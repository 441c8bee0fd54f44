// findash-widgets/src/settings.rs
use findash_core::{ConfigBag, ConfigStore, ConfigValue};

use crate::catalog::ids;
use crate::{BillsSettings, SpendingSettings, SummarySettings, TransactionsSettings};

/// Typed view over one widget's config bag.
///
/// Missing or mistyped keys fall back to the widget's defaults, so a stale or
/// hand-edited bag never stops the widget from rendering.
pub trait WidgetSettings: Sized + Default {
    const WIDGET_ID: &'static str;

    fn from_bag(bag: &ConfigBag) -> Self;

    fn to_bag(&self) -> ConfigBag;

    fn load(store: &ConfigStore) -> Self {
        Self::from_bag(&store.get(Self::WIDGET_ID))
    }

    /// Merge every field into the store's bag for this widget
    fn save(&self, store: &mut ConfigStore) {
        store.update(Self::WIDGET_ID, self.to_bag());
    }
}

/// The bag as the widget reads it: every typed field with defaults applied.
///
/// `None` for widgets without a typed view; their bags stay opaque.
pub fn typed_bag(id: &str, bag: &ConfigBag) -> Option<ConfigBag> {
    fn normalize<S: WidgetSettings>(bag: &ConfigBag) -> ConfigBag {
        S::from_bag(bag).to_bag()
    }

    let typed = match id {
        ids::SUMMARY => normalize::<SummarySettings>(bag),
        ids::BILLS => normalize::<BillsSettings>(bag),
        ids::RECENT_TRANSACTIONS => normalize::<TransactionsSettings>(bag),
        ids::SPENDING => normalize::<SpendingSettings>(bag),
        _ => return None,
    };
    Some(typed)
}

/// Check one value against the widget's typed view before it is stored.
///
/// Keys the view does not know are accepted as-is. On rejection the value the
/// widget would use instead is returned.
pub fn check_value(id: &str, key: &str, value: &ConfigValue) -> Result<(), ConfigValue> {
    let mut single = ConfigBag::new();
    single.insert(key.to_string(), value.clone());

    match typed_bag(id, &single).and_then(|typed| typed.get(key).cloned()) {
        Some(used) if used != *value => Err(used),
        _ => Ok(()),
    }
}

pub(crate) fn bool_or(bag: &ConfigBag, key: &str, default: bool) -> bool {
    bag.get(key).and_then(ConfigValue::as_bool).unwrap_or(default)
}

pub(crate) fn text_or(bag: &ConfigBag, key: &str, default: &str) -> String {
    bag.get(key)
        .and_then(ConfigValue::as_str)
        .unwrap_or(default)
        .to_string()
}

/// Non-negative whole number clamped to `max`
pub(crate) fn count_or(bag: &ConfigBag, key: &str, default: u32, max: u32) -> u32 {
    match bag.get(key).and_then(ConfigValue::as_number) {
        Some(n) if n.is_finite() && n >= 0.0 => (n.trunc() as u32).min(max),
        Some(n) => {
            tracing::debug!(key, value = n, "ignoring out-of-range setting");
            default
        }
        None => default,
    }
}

Your instructions
Please restate only the opening stretch of the records above: every line from the first through the one containing "let typed = match", exactly as written.

Written answer
repository 441c8bee0fd54f44
// findash-widgets/src/settings.rs
use findash_core::{ConfigBag, ConfigStore, ConfigValue};

use crate::catalog::ids;
use crate::{BillsSettings, SpendingSettings, SummarySettings, TransactionsSettings};

/// Typed view over one widget's config bag.
///
/// Missing or mistyped keys fall back to the widget's defaults, so a stale or
/// hand-edited bag never stops the widget from rendering.
pub trait WidgetSettings: Sized + Default {
    const WIDGET_ID: &'static str;

    fn from_bag(bag: &ConfigBag) -> Self;

    fn to_bag(&self) -> ConfigBag;

    fn load(store: &ConfigStore) -> Self {
        Self::from_bag(&store.get(Self::WIDGET_ID))
    }

    /// Merge every field into the store's bag for this widget
    fn save(&self, store: &mut ConfigStore) {
        store.update(Self::WIDGET_ID, self.to_bag());
    }
}

/// The bag as the widget reads it: every typed field with defaults applied.
///
/// `None` for widgets without a typed view; their bags stay opaque.
pub fn typed_bag(id: &str, bag: &ConfigBag) -> Option<ConfigBag> {
    fn normalize<S: WidgetSettings>(bag: &ConfigBag) -> ConfigBag {
        S::from_bag(bag).to_bag()
    }

    let typed = match id {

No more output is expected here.